O Brasil adota o sistema dicotômico, em que crime e contravenção penal são modalidades
de infração penal. A França, por exemplo, adotou o sistema tricotômico, em que crime,
delito e contravenção penal são modalidades de infração penal que se distinguem entre si
em razão do respectivo grau de nocividade da conduta ao bem jurídico tutelado. No
ordenamento jurídico francês, é possível fazer a seguinte “escala de gravidade” do mal
causado ao bem jurídico, para distinguir as espécies de infração penal: em primeiro
lugar, o crime (mais grave); em seguida, o delito (gravidade mediana); por último, a
contravenção penal (menos grave). “Na França, os crimes são julgados pela Cour
d´Assises; os delitos pelo Tribunal Correcional e as contravenções pelo Tribunal de
Polícia” (Prado, 2008, p. 249)
No ordenamento jurídico-penal brasileiro, crime e delito são sinônimos, ou seja, possuem o
mesmo significado, enquanto a expressão contravenção penal é utilizada para delimitar as
infrações penais menos graves, de baixo impacto social. O artigo 1º da Lei nº 3.914/1941
(Lei de Introdução ao Código Penal), dispõe:
Considera-se crime a infração penal que a lei comina pena de reclusão ou de detenção,
quer isoladamente, quer alternativa ou cumulativamente com a pena de multa;
contravenção, a infração penal a que a lei comina, isoladamente, pena de prisão simples
ou multa de multa, ou ambas, alternativa ou cumulativamente (Brasil, 1941).
(Brasil, 1941)
Assim, diante da leitura do texto legal, conclui-se que crime é a conduta punida com pena de
reclusão e detenção, enquanto contravenção penal é a conduta punida com prisão simples.
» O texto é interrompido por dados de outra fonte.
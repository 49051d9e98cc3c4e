mod controller;
mod scale_handler;
mod utils;

use anyhow::Result;
use lazy_static::lazy_static;
use resources::config::ClusterConfig;

use controller::ScaledObjectController;

lazy_static! {
    static ref CONFIG: ClusterConfig = config::Config::builder()
        .add_source(config::File::with_name("config/scaledobject-controller").required(false))
        .add_source(config::Environment::with_prefix("KEDA"))
        .build()
        .and_then(|c| c.try_deserialize())
        .unwrap_or_default();
}

#[tokio::main]
async fn main() -> Result<()> {
    dotenv::dotenv().ok();
    tracing_subscriber::fmt::init();

    let mut controller = ScaledObjectController::new();
    controller.run().await
}
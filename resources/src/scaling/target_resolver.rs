use serde::{Deserialize, Serialize};

use crate::{config::ClusterConfig, models::Response, objects::object_reference::ObjectReference};

#[derive(Debug)]
pub enum TargetResolveError {
    NotFound { kind: String, name: String },
    DiscoveryFailed(anyhow::Error),
    /// The `/scale` write lost a race against another writer (HTTP 409).
    /// Retriable: the caller should requeue and re-read current replicas.
    Conflict { kind: String, name: String },
}

impl std::fmt::Display for TargetResolveError {
    fn fmt(&self, f: &mut std::fmt::Formatter<'_>) -> std::fmt::Result {
        match self {
            TargetResolveError::NotFound { kind, name } => {
                write!(f, "scale target {}/{} not found", kind, name)
            },
            TargetResolveError::DiscoveryFailed(e) => write!(f, "discovery failed: {}", e),
            TargetResolveError::Conflict { kind, name } => {
                write!(f, "scale target {}/{} write conflicted, retry", kind, name)
            },
        }
    }
}

impl std::error::Error for TargetResolveError {}

/// The `/scale` subresource every scale target exposes, regardless of its
/// underlying kind.
#[derive(Debug, Serialize, Deserialize, Clone)]
#[serde(rename_all = "camelCase")]
pub struct ScaleSubresource {
    pub current_replicas: u32,
    pub selector: String,
}

/// Resolves a `scaleTargetRef`/`jobTargetRef` to its live `/scale`
/// subresource and writes replica changes back through the same path.
/// Generalizes `podautoscaler/utils.rs`'s hardcoded `ReplicaSet`-only
/// lookup to an arbitrary `{kind}/{name}` target.
pub struct TargetResolver {
    client: reqwest::Client,
    api_server_url: String,
}

impl TargetResolver {
    pub fn new(config: &ClusterConfig) -> Self {
        TargetResolver {
            client: reqwest::Client::new(),
            api_server_url: config.api_server_url.clone(),
        }
    }

    pub async fn get_scale(&self, target: &ObjectReference) -> Result<ScaleSubresource, TargetResolveError> {
        let url = format!(
            "{}/api/v1/namespaces/{}/{}/{}/scale",
            self.api_server_url,
            target.namespace_or("default"),
            target.kind.to_lowercase(),
            target.name,
        );
        let response = self
            .client
            .get(&url)
            .send()
            .await
            .map_err(|e| TargetResolveError::DiscoveryFailed(e.into()))?
            .json::<Response<ScaleSubresource>>()
            .await
            .map_err(|e| TargetResolveError::DiscoveryFailed(e.into()))?;
        response.data.ok_or_else(|| TargetResolveError::NotFound {
            kind: target.kind.clone(),
            name: target.name.clone(),
        })
    }

    pub async fn set_replicas(&self, target: &ObjectReference, replicas: u32) -> Result<(), TargetResolveError> {
        let url = format!(
            "{}/api/v1/namespaces/{}/{}/{}/scale",
            self.api_server_url,
            target.namespace_or("default"),
            target.kind.to_lowercase(),
            target.name,
        );
        let response = self
            .client
            .put(&url)
            .json(&serde_json::json!({ "replicas": replicas }))
            .send()
            .await
            .map_err(|e| TargetResolveError::DiscoveryFailed(e.into()))?;

        if response.status() == reqwest::StatusCode::CONFLICT {
            return Err(TargetResolveError::Conflict { kind: target.kind.clone(), name: target.name.clone() });
        }

        let response = response
            .json::<Response<()>>()
            .await
            .map_err(|e| TargetResolveError::DiscoveryFailed(e.into()))?;
        if let Some(msg) = response.msg {
            tracing::debug!("{}", msg);
        }
        Ok(())
    }
}

#[cfg(test)]
mod tests {
    use super::*;

    #[test]
    fn not_found_error_renders_kind_and_name() {
        let err = TargetResolveError::NotFound { kind: "Deployment".to_string(), name: "orders".to_string() };
        assert_eq!(err.to_string(), "scale target Deployment/orders not found");
    }

    #[test]
    fn namespace_defaults_when_unset() {
        let target = ObjectReference::new("Deployment", "orders");
        assert_eq!(target.namespace_or("default"), "default");
    }
}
Reclusão contra Detenção: a pena de reclusão deve ser cumprida em regime fechado,
semiaberto ou aberto. A de detenção, em regime semiaberto, ou aberto, salvo necessidade
de transferência a regime fechado (Brasil, 1940).
Logo, infração penal é todo o comportamento humano definido em lei como crime ou
contravenção penal
Novos desafios
Do conteúdo estudado no presente capítulo, podemos notar a importância do direito penal para
a vida em sociedade, constatando que o conceito de direito penal remete à necessidade do
Estado em selecionar determinados comportamentos e classificá-los como criminoso, a fim de
manter a ordem pública, sendo está a principal função do direito penal. Também concluímos
que o direito penal surge da iniciativa do Poder Legislativo (fonte material), e somente
pode ser aplicado no sentido de imposição de sanção penal na forma de Lei (fonte formal),
respeitando o princípio da legalidade.
Por fim, estudamos as formas de classificação do direito penal, objetivo e subjetivo, em que
constatamos que o Estado tem o poder de criar leis penais e fazer cumpri-las, reconhecendo a
impossibilidade de aplicação de analogia in malam partem (em prejuízo do réu), conhecendo,
no último tópico, o conceito de infração penal, que consiste numa violação à Lei Penal.